ENTRIES PROVIDED
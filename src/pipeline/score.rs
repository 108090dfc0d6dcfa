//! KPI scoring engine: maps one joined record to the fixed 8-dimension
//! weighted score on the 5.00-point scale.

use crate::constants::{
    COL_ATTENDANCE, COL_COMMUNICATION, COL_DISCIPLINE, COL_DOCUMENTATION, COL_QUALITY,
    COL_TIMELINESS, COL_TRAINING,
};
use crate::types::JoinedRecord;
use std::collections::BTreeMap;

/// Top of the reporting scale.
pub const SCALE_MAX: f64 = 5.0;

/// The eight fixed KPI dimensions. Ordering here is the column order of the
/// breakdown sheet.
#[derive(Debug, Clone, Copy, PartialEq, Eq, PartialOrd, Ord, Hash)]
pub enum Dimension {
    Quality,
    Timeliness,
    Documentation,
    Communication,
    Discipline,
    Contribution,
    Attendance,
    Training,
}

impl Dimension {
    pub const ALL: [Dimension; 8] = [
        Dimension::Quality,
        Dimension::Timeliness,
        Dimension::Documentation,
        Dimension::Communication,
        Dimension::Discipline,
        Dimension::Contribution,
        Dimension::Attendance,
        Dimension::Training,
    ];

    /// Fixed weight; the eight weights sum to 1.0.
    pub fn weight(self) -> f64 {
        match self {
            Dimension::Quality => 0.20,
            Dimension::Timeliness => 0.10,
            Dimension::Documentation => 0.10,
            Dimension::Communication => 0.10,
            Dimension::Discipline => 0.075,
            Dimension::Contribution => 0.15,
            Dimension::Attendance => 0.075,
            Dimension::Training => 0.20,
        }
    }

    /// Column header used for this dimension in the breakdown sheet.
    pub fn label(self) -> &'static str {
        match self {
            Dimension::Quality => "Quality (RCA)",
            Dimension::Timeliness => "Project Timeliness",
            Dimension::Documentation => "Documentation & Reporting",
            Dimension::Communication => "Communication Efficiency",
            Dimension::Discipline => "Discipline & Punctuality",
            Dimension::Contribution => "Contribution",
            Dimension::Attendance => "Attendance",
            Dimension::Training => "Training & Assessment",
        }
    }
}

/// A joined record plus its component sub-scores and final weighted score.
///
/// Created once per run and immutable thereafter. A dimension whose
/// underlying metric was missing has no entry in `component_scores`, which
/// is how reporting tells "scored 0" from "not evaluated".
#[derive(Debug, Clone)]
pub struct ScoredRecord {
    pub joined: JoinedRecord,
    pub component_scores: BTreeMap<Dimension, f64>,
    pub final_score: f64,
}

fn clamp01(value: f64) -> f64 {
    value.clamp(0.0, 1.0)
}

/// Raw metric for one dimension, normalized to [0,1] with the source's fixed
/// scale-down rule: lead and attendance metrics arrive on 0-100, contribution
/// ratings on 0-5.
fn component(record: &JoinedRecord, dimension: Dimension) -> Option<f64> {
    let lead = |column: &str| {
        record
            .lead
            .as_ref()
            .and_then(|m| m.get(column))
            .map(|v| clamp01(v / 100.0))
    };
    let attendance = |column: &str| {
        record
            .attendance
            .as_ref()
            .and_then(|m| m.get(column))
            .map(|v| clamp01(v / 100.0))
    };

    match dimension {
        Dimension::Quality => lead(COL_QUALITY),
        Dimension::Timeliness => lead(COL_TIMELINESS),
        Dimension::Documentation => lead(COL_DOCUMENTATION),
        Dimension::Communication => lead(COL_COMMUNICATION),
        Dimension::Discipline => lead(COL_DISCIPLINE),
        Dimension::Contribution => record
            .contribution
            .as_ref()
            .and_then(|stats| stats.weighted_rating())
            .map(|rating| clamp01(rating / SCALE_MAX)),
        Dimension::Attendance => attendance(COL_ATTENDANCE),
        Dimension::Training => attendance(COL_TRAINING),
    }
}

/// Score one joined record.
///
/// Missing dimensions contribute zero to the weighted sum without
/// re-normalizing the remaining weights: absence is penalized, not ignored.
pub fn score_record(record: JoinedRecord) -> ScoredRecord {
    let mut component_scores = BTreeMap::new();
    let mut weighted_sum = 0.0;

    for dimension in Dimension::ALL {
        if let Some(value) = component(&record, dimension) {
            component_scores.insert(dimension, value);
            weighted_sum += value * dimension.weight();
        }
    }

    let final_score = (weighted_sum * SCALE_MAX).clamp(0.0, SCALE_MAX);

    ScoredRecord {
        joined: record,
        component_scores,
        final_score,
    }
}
* * *
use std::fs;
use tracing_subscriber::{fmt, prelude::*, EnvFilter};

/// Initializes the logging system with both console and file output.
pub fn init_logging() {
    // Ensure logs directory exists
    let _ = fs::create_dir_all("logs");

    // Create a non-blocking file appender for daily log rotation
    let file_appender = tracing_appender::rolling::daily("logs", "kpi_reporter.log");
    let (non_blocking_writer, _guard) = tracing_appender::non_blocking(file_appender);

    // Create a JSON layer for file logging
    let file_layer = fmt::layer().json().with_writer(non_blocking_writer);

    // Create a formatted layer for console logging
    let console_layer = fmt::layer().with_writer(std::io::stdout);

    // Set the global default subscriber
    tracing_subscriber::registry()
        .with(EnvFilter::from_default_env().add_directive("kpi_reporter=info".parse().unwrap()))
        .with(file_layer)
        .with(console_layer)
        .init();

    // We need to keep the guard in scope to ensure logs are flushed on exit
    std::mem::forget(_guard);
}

EXERCISE DESCRIPTION
Copy out each line of the records above that includes "self".

RESPONSE
    pub fn weight(self) -> f64 {
        match self {
    pub fn label(self) -> &'static str {
        match self {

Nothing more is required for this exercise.